In 1900 the city council decided to set up a power company for ‘lighting and motive power’, a year later they began with the construction of the ‘Central Electricity Station’ at Hoogte Kadijk. The occasion was especially the desire to electrify the (horse)tram (steam)cranes of the Eastern Docklands. The oldest, eastern part of the machine building, dates from 1903 and formed together with a boiler room and a large coal shed at the side of the Entrepotdok the first plant of the Municipal Electricity Works. Special was that it was a double station. In addition to direct currents for tram and cranes they also supplied AC power for small businesses and domestic consumers. The location was chosen favorable, near the Eastern Docklands, but also not too far from downtown. Coals for large boilers could be delivered easily through the water of the Entrepotdok.
Soon the demand for power was found to be much larger than they had anticipated in 1903. Therefore, the plant was increased in 1908 where the machine hall at the Hoogte Kadijk was doubled in size to the west and reached its current size. The total floor area was nearly doubled with this expansion, making this complex to become one the largest warehouse complexes in Europe at that time. The difference between the old and the new part is barely visible. Both parts have a sober brick architecture with distinctive large arched windows.

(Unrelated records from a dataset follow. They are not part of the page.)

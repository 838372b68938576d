//! Atomic stops (`Action`), delivery requests, and the per-node time-window
//! penalty model (`TimeWindowList`).

/// Sentinel standing in for "unbounded" in a time window's `to_time`, and
/// for "no hard deadline" in `TimeWindowList::has_to_arrive_by`.
pub const MAX_TIMESTAMP: i64 = i32::MAX as i64;

/// Stable handle into `Instance::actions`. Actions never move once the
/// instance is built, so this doubles as a node index.
#[derive(Debug, Clone, Copy, PartialEq, Eq, Hash, PartialOrd, Ord)]
pub struct ActionId(pub usize);

/// Stable handle into `Instance::requests`.
#[derive(Debug, Clone, Copy, PartialEq, Eq, Hash, PartialOrd, Ord)]
pub struct RequestId(pub usize);

#[derive(Debug, Clone, Copy, PartialEq, Eq)]
pub enum ActionType {
    Pickup,
    Drop,
    Start,
    End,
}

/// One courier's depot-departure or a node visited to pick up or drop off
/// a request. `request` is `None` for `Start`/`End` actions.
#[derive(Debug, Clone)]
pub struct Action {
    pub node: usize,
    pub kind: ActionType,
    pub service_time: i64,
    /// Demand delta applied when this action is visited: +d for a pickup,
    /// -d for a drop, -start_utilization for a start, 0 for an end.
    pub demand: i64,
    pub time_windows: TimeWindowList,
    pub request: Option<RequestId>,
}

/// A delivery: either a full `(pickup, drop)` pair assignable to any
/// courier, or a partial `(drop only, courier)` whose pickup already
/// happened before planning began.
#[derive(Debug, Clone)]
pub struct Request {
    pub is_partial: bool,
    pub pickup: Option<ActionId>,
    pub drop: ActionId,
    pub courier: usize,
}

/// One `(from, to, is_hard, weight)` window. Windows are kept sorted by
/// `to` inside `TimeWindowList`.
#[derive(Debug, Clone, Copy)]
pub struct TimeWindow {
    pub from_time: i64,
    pub to_time: i64,
    pub is_hard: bool,
    pub weight: i64,
}

/// Derived penalty model for a single node: a piecewise-linear soft cost
/// plus an optional hard deadline.
#[derive(Debug, Clone)]
pub struct TimeWindowList {
    windows: Vec<TimeWindow>,
    max_from_time: i64,
    min_to_time: i64,
    has_to_arrive_by: i64,
    /// Step function `(breakpoint, cumulative_weight)`, ascending by
    /// breakpoint, always starting at `(0, 0)` and ending at
    /// `(MAX_TIMESTAMP, total_weight)`.
    weights: Vec<(i64, i64)>,
}

impl Default for TimeWindowList {
    fn default() -> Self {
        Self {
            windows: Vec::new(),
            max_from_time: 0,
            min_to_time: MAX_TIMESTAMP,
            has_to_arrive_by: MAX_TIMESTAMP,
            weights: Vec::new(),
        }
    }
}

impl TimeWindowList {
    pub fn new() -> Self {
        Self::default()
    }

    pub fn add(&mut self, tw: TimeWindow) {
        self.windows.push(tw);
        self.windows.sort_by_key(|w| w.to_time);

        if tw.from_time > self.max_from_time {
            self.max_from_time = tw.from_time;
        }
        if tw.to_time < self.min_to_time {
            self.min_to_time = tw.to_time;
        }
        if tw.is_hard && self.has_to_arrive_by > tw.to_time {
            self.has_to_arrive_by = tw.to_time;
        }

        self.weights.clear();
        let mut weight = 0i64;
        self.weights.push((0, weight));
        for w in &self.windows {
            if w.to_time < MAX_TIMESTAMP {
                weight += w.weight;
                self.weights.push((w.to_time, weight));
            }
        }
        self.weights.push((MAX_TIMESTAMP, weight));
    }

    pub fn max_from_time(&self) -> i64 {
        self.max_from_time
    }

    pub fn min_to_time(&self) -> i64 {
        self.min_to_time
    }

    pub fn has_to_arrive_by(&self) -> i64 {
        self.has_to_arrive_by
    }

    pub fn is_arrival_feasible(&self, eta: i64) -> bool {
        eta <= self.has_to_arrive_by
    }

    /// Penalty for arriving at `eta`, extrapolated linearly from the last
    /// crossed breakpoint using the slope accumulated so far (not an
    /// integral over every prior step).
    pub fn penalty_for_arrival_at(&self, eta: i64) -> i64 {
        for idx in 0..self.weights.len() {
            let (breakpoint, _) = self.weights[idx];
            if eta < breakpoint {
                let (prev_breakpoint, prev_weight) = self.weights[idx - 1];
                return (eta - prev_breakpoint) * prev_weight;
            }
        }
        0
    }
}

#[cfg(test)]
mod tests {
    use super::*;

    #[test]
    fn round_trip_penalty() {
        let mut twl = TimeWindowList::new();
        twl.add(TimeWindow {
            from_time: 0,
            to_time: 100,
            is_hard: false,
            weight: 2,
        });
        assert_eq!(twl.penalty_for_arrival_at(150), 100);
        assert_eq!(twl.penalty_for_arrival_at(80), 0);
        assert!(twl.is_arrival_feasible(1_000_000));
    }

    #[test]
    fn hard_window_feasibility() {
        let mut twl = TimeWindowList::new();
        twl.add(TimeWindow {
            from_time: 0,
            to_time: 100,
            is_hard: true,
            weight: 5,
        });
        assert!(twl.is_arrival_feasible(100));
        assert!(!twl.is_arrival_feasible(101));
    }

    #[test]
    fn multiple_windows_accumulate_slope() {
        let mut twl = TimeWindowList::new();
        twl.add(TimeWindow {
            from_time: 0,
            to_time: 50,
            is_hard: false,
            weight: 1,
        });
        twl.add(TimeWindow {
            from_time: 0,
            to_time: 100,
            is_hard: false,
            weight: 2,
        });
        // Crossing the first breakpoint at 50 accrues weight 1; past it the
        // slope from [50,100) is 1 (cumulative), then 3 beyond 100.
        assert_eq!(twl.penalty_for_arrival_at(50), 0);
        assert_eq!(twl.penalty_for_arrival_at(75), 25);
        assert_eq!(twl.penalty_for_arrival_at(150), 150);
    }
}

Until 1931, the plant was completely in use for electricity. From 1946 the power production was transferred to other locations and the machines were removed from the building. In 1955 followed the partial demolition of the boiler room and coal shed. The very heavy basement of the coal shed still stands and was used in 2001 as a base for a by Liesbeth van der Pol designed residential building, named Aquartis. The engine house has been preserved and still plays a crucial role in the Amsterdam power supply: the eastern part, and oldest half of the building is used as a switching station in the 150,000 volt installation of 2 electricity companies. They still provide more than half of the city center of power. In the western half of the building, energy museum Energetics opened in 1999 its doors. When the museum ceased to exist in 2007, the hall was used for storage and temporary expo’s. This week several dozen students have to come up with a new feature for this tough industrial monument.
From May 19 to 23, 2016, the fourth edition of the Empty Building Week takes place. Students and teachers of different disciplines from all over the Netherlands work in groups to make plans for this vacant building. The Week of the Empty Building started from the need of the Chief Government Architect, the State Real Estate Company and the National Office of Cultural Heritage to encourage stakeholders and interdisciplinary cooperation between architectural courses. The Amsterdam Department of Monuments and Archaeology will contribute as a guest expert and are represented in the final panel.